By Patsy R. Brumfield/Daily Journal
OXFORD – The U.S. Attorney’s Office denies it held secret negotiations for Booneville attorney Joey Langston’s cooperation in its judicial bribery case against Richard “Dickie” Scruggs and others in 2007.
“Let us be clear,” said the brief written by Assistant U.S. Attorney Robert Norman. “There was no month-long secret negotiations preceding Joey Langston’s plea.”
And Norman denies any ethical conflict occurred between Ashland attorney Tony Farese and his clients, Dickie Scruggs’ son Zach of Oxford and then Langston.
The remarks come in the government response, filed Thursday in U.S. District Court, to Zach Scruggs’ request filed Wednesday for the court to reconsider its denial of his Feb. 14 motion to seek additional evidence for an April 25 hearing.
Senior Judge Neal Biggers Jr. set the hearing after Zach Scruggs asked the court to throw out his 2008 conviction and prison sentence. He pleaded guilty to knowing a colleague had an illegal conversation with Judge Henry Lackey, presiding over a lawsuit against his father and others.
Norman’s motion seems tinged with sarcasm at Scruggs’ desire to get government answers to “steamline” the upcoming hearing.
“The government is appreciative of any efforts to streamline the proceedings,” Norman continues. “But shrill and sophomoric allegations do nothing to streamline the proceedings.”
The younger Scruggs insists he is innocent of any charges and can prove it.
He and his attorney, Edward Robertson, did not immediately respond to the government’s new motion.
Norman, though, repeatedly calls him a “convicted felon” and says Scruggs must “show the court that he did not know money was changing hands … to corruptly influence Judge Lackey.”
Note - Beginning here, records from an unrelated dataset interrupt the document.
//! Sync daemon entry point.
//!
//! Wires the orchestrator together from configuration, reloads persisted
//! state, starts the scheduler and health monitor loops, and shuts both
//! down on SIGINT.

mod config;

use cobalt_courier_integration::connector::ConnectorSet;
use cobalt_courier_integration::credential::CredentialVault;
use cobalt_courier_scheduler::SyncOrchestrator;
use cobalt_courier_sync::store::MemorySyncStore;
use std::sync::Arc;

use crate::config::DaemonConfig;

#[tokio::main]
async fn main() {
    use tracing_subscriber::{layer::SubscriberExt, util::SubscriberInitExt};

    tracing_subscriber::registry()
        .with(
            tracing_subscriber::EnvFilter::try_from_default_env()
                .unwrap_or_else(|_| "info".into()),
        )
        .with(tracing_subscriber::fmt::layer())
        .init();

    let config = DaemonConfig::from_env().expect("failed to load configuration");
    tracing::info!("Loaded configuration");

    let vault = match config
        .credential_key_bytes()
        .expect("invalid credential key configuration")
    {
        Some(key) => CredentialVault::new(&config.credential_key_id, key),
        None => {
            tracing::warn!(
                "No credential key configured; using an ephemeral key, so sealed credentials will not survive a restart"
            );
            CredentialVault::generate(&config.credential_key_id)
        }
    };

    // Vendor connectors are external collaborators registered by the
    // embedding application; the stand-in mocks keep the daemon operable
    // without them.
    let connectors = ConnectorSet::mocked();

    let store = Arc::new(MemorySyncStore::new());
    let mut orchestrator = SyncOrchestrator::new(
        vault,
        connectors,
        store,
        config.orchestrator_config(),
    );

    orchestrator
        .bootstrap()
        .await
        .expect("failed to reload persisted state");

    orchestrator.start();

    tokio::signal::ctrl_c()
        .await
        .expect("failed to listen for shutdown signal");
    tracing::info!("Shutdown signal received");

    orchestrator.shutdown().await;
}
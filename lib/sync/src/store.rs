//! Active-job tracking, bounded history, and the persistence contract.
//!
//! The active-job map is the single point of mutual exclusion for the
//! one-running-job-per-integration invariant: [`SyncJobStore::begin`] is an
//! atomic check-and-insert behind one lock, so a second job for the same
//! integration can never slip in between the check and the insert.

use async_trait::async_trait;
use cobalt_courier_core::{IntegrationId, SyncJobId};
use cobalt_courier_integration::config::IntegrationConfig;
use cobalt_courier_integration::connector::SyncSummary;
use std::collections::{HashMap, VecDeque};
use std::sync::{Arc, Mutex};

use crate::error::{StoreError, SyncError};
use crate::job::{FailureKind, SyncJob};

/// Default cap on retained history records.
const DEFAULT_HISTORY_CAP: usize = 1000;

#[derive(Debug)]
struct Inner {
    active: HashMap<IntegrationId, SyncJob>,
    history: VecDeque<SyncJob>,
    history_cap: usize,
}

/// Tracks in-flight jobs and keeps a bounded, most-recent-first history.
#[derive(Debug)]
pub struct SyncJobStore {
    inner: Arc<Mutex<Inner>>,
}

impl SyncJobStore {
    /// Creates a store with the default history cap.
    #[must_use]
    pub fn new() -> Self {
        Self::with_history_cap(DEFAULT_HISTORY_CAP)
    }

    /// Creates a store retaining at most `cap` history records.
    #[must_use]
    pub fn with_history_cap(cap: usize) -> Self {
        Self {
            inner: Arc::new(Mutex::new(Inner {
                active: HashMap::new(),
                history: VecDeque::new(),
                history_cap: cap.max(1),
            })),
        }
    }

    /// Dispatches a job, registering it as the running job for its
    /// integration.
    ///
    /// # Errors
    ///
    /// Returns `AlreadyRunning` if another job is running for the same
    /// integration. The check and the insert happen under one lock.
    pub fn begin(&self, mut job: SyncJob) -> Result<SyncJobId, SyncError> {
        let mut inner = self.inner.lock().unwrap();
        if inner.active.contains_key(&job.integration_id) {
            return Err(SyncError::AlreadyRunning {
                id: job.integration_id,
            });
        }
        job.start();
        let id = job.id;
        inner.active.insert(job.integration_id, job);
        Ok(id)
    }

    /// Completes the running job for an integration and moves it to history.
    ///
    /// # Errors
    ///
    /// Returns `NoActiveJob` if nothing is running for this integration.
    pub fn complete(
        &self,
        integration_id: IntegrationId,
        summary: &SyncSummary,
    ) -> Result<SyncJob, SyncError> {
        self.finish(integration_id, |job| job.complete(summary))
    }

    /// Fails the running job for an integration and moves it to history.
    ///
    /// # Errors
    ///
    /// Returns `NoActiveJob` if nothing is running for this integration.
    pub fn fail(
        &self,
        integration_id: IntegrationId,
        kind: FailureKind,
        error: impl Into<String>,
    ) -> Result<SyncJob, SyncError> {
        let message = error.into();
        self.finish(integration_id, move |job| job.fail(kind, message))
    }

    fn finish(
        &self,
        integration_id: IntegrationId,
        apply: impl FnOnce(&mut SyncJob),
    ) -> Result<SyncJob, SyncError> {
        let mut inner = self.inner.lock().unwrap();
        let mut job = inner
            .active
            .remove(&integration_id)
            .ok_or(SyncError::NoActiveJob { id: integration_id })?;
        apply(&mut job);
        push_history(&mut inner, job.clone());
        Ok(job)
    }

    /// Inserts a terminal job directly into history.
    ///
    /// Used when reloading persisted history at startup.
    pub fn record(&self, job: SyncJob) {
        let mut inner = self.inner.lock().unwrap();
        push_history(&mut inner, job);
    }

    /// Returns true if a job is currently running for this integration.
    #[must_use]
    pub fn has_running(&self, integration_id: IntegrationId) -> bool {
        let inner = self.inner.lock().unwrap();
        inner.active.contains_key(&integration_id)
    }

    /// Snapshots of all in-flight jobs.
    #[must_use]
    pub fn active(&self) -> Vec<SyncJob> {
        let inner = self.inner.lock().unwrap();
        let mut jobs: Vec<_> = inner.active.values().cloned().collect();
        jobs.sort_by_key(|job| job.started_at);
        jobs
    }

    /// History records, most recent first, optionally filtered by
    /// integration and capped at `limit`.
    #[must_use]
    pub fn history(&self, integration_id: Option<IntegrationId>, limit: usize) -> Vec<SyncJob> {
        let inner = self.inner.lock().unwrap();
        inner
            .history
            .iter()
            .filter(|job| integration_id.is_none_or(|id| job.integration_id == id))
            .take(limit)
            .cloned()
            .collect()
    }
}

impl Default for SyncJobStore {
    fn default() -> Self {
        Self::new()
    }
}

impl Clone for SyncJobStore {
    fn clone(&self) -> Self {
        Self {
            inner: Arc::clone(&self.inner),
        }
    }
}

fn push_history(inner: &mut Inner, job: SyncJob) {
    inner.history.push_front(job);
    while inner.history.len() > inner.history_cap {
        inner.history.pop_back();
    }
}

/// Reconciles jobs left non-terminal by a process restart.
///
/// Running jobs do not survive a restart; any persisted record still
/// `running` (or `pending`) is marked failed with an `interrupted`
/// classification. Returns the number of records reconciled.
pub fn reconcile_interrupted(jobs: &mut [SyncJob]) -> usize {
    let mut reconciled = 0;
    for job in jobs.iter_mut() {
        if !job.status.is_terminal() {
            job.fail(FailureKind::Interrupted, "process restarted during sync");
            reconciled += 1;
        }
    }
    reconciled
}

/// Persistence contract for integration records and job history.
///
/// The durable storage engine is an external collaborator; this trait is
/// its boundary. Implementations must allow the in-memory registry and
/// history to be reconstructed at process start.
#[async_trait]
pub trait SyncStore: Send + Sync {
    /// Loads all persisted integration records.
    async fn load_integrations(&self) -> Result<Vec<IntegrationConfig>, StoreError>;

    /// Saves one integration record, replacing any previous version.
    async fn save_integration(&self, config: &IntegrationConfig) -> Result<(), StoreError>;

    /// Appends a terminal job record to history.
    async fn append_job(&self, job: &SyncJob) -> Result<(), StoreError>;

    /// Loads persisted job history, most recent last.
    async fn load_history(&self) -> Result<Vec<SyncJob>, StoreError>;
}

/// In-memory store for tests and single-process deployments.
#[derive(Debug, Default)]
pub struct MemorySyncStore {
    integrations: Mutex<HashMap<IntegrationId, IntegrationConfig>>,
    jobs: Mutex<Vec<SyncJob>>,
}

impl MemorySyncStore {
    /// Creates an empty store.
    #[must_use]
    pub fn new() -> Self {
        Self::default()
    }
}

#[async_trait]
impl SyncStore for MemorySyncStore {
    async fn load_integrations(&self) -> Result<Vec<IntegrationConfig>, StoreError> {
        let integrations = self.integrations.lock().unwrap();
        Ok(integrations.values().cloned().collect())
    }

    async fn save_integration(&self, config: &IntegrationConfig) -> Result<(), StoreError> {
        let mut integrations = self.integrations.lock().unwrap();
        integrations.insert(config.id, config.clone());
        Ok(())
    }

    async fn append_job(&self, job: &SyncJob) -> Result<(), StoreError> {
        let mut jobs = self.jobs.lock().unwrap();
        jobs.push(job.clone());
        Ok(())
    }

    async fn load_history(&self) -> Result<Vec<SyncJob>, StoreError> {
        let jobs = self.jobs.lock().unwrap();
        Ok(jobs.clone())
    }
}

#[cfg(test)]
mod tests {
    use super::*;
    use crate::job::SyncJobStatus;
    use cobalt_courier_integration::connector::SyncKind;

    fn job_for(id: IntegrationId) -> SyncJob {
        SyncJob::new(id, SyncKind::Incremental)
    }

    #[test]
    fn begin_registers_a_running_job() {
        let store = SyncJobStore::new();
        let integration = IntegrationId::new();

        let job_id = store.begin(job_for(integration)).expect("should begin");

        assert!(store.has_running(integration));
        let active = store.active();
        assert_eq!(active.len(), 1);
        assert_eq!(active[0].id, job_id);
        assert_eq!(active[0].status, SyncJobStatus::Running);
    }

    #[test]
    fn second_begin_for_same_integration_is_rejected() {
        let store = SyncJobStore::new();
        let integration = IntegrationId::new();

        store.begin(job_for(integration)).expect("should begin");
        let second = store.begin(job_for(integration));

        assert!(matches!(second, Err(SyncError::AlreadyRunning { id }) if id == integration));
        assert_eq!(store.active().len(), 1);
    }

    #[test]
    fn different_integrations_run_concurrently() {
        let store = SyncJobStore::new();
        let first = IntegrationId::new();
        let second = IntegrationId::new();

        store.begin(job_for(first)).expect("should begin");
        store.begin(job_for(second)).expect("should begin");

        assert_eq!(store.active().len(), 2);
    }

    #[test]
    fn complete_moves_job_to_history() {
        let store = SyncJobStore::new();
        let integration = IntegrationId::new();

        store.begin(job_for(integration)).expect("should begin");
        let job = store
            .complete(integration, &SyncSummary::new(50, 0))
            .expect("should complete");

        assert_eq!(job.status, SyncJobStatus::Completed);
        assert_eq!(job.records_processed, 50);
        assert!(!store.has_running(integration));
        assert_eq!(store.history(None, 10).len(), 1);

        // The slot is free again.
        assert!(store.begin(job_for(integration)).is_ok());
    }

    #[test]
    fn fail_records_classification() {
        let store = SyncJobStore::new();
        let integration = IntegrationId::new();

        store.begin(job_for(integration)).expect("should begin");
        let job = store
            .fail(integration, FailureKind::TimedOut, "sync timed out after 300s")
            .expect("should fail");

        assert_eq!(job.status, SyncJobStatus::Failed);
        assert_eq!(job.failure, Some(FailureKind::TimedOut));
        assert!(!store.has_running(integration));
    }

    #[test]
    fn finish_without_active_job_errors() {
        let store = SyncJobStore::new();
        let result = store.complete(IntegrationId::new(), &SyncSummary::default());
        assert!(matches!(result, Err(SyncError::NoActiveJob { .. })));
    }

    #[test]
    fn history_is_most_recent_first_and_filterable() {
        let store = SyncJobStore::new();
        let first = IntegrationId::new();
        let second = IntegrationId::new();

        store.begin(job_for(first)).expect("should begin");
        store
            .complete(first, &SyncSummary::new(1, 0))
            .expect("should complete");
        store.begin(job_for(second)).expect("should begin");
        store
            .complete(second, &SyncSummary::new(2, 0))
            .expect("should complete");

        let all = store.history(None, 10);
        assert_eq!(all.len(), 2);
        assert_eq!(all[0].integration_id, second);
        assert_eq!(all[1].integration_id, first);

        let filtered = store.history(Some(first), 10);
        assert_eq!(filtered.len(), 1);
        assert_eq!(filtered[0].integration_id, first);

        let limited = store.history(None, 1);
        assert_eq!(limited.len(), 1);
        assert_eq!(limited[0].integration_id, second);
    }

    #[test]
    fn history_is_bounded() {
        let store = SyncJobStore::with_history_cap(2);
        let integration = IntegrationId::new();

        for _ in 0..3 {
            store.begin(job_for(integration)).expect("should begin");
            store
                .complete(integration, &SyncSummary::default())
                .expect("should complete");
        }

        assert_eq!(store.history(None, 10).len(), 2);
    }

    #[test]
    fn reconcile_marks_running_jobs_interrupted() {
        let integration = IntegrationId::new();
        let mut running = job_for(integration);
        running.start();
        let mut done = job_for(integration);
        done.start();
        done.complete(&SyncSummary::new(5, 0));

        let mut jobs = vec![running, done];
        let reconciled = reconcile_interrupted(&mut jobs);

        assert_eq!(reconciled, 1);
        assert_eq!(jobs[0].status, SyncJobStatus::Failed);
        assert_eq!(jobs[0].failure, Some(FailureKind::Interrupted));
        assert_eq!(jobs[1].status, SyncJobStatus::Completed);
    }

    #[tokio::test]
    async fn memory_store_roundtrip() {
        let store = MemorySyncStore::new();
        let mut job = job_for(IntegrationId::new());
        job.start();
        job.complete(&SyncSummary::new(3, 1));

        store.append_job(&job).await.expect("should append");
        let history = store.load_history().await.expect("should load");

        assert_eq!(history.len(), 1);
        assert_eq!(history[0].id, job.id);
    }
}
The Scruggses and three others were indicted in November 2007, accused of conspiring to improperly influence Lackey, who by then was working undercover for the FBI.
Langston pleaded guilty Jan. 7, 2008, to his part in a scheme to influence another circuit judge, Bobby DeLaughter in Hinds County. Langston was Dickie Scruggs’ attorney before his plea.
Norman is one of the last assistant U.S. attorneys left in the office prosecuting this case after the departure of U.S. Attorney Jim Greenlee.
Zach Scruggs accuses the prosecutors of lying to the court that Langston would testify that Zach knew about the DeLaughter scheme. Later, Langston and others, under oath, denied Zach knew anything about DeLaughter.
Last year, Zach Scruggs filed a complaint with the Mississippi Bar against Farese, saying he played both sides of the street as his and Langston’s attorney without adequately informing Zach that he was working for Langston.
Farese denies the allegations.
• Read more in Friday’s Daily Journal or on NEMS360.com.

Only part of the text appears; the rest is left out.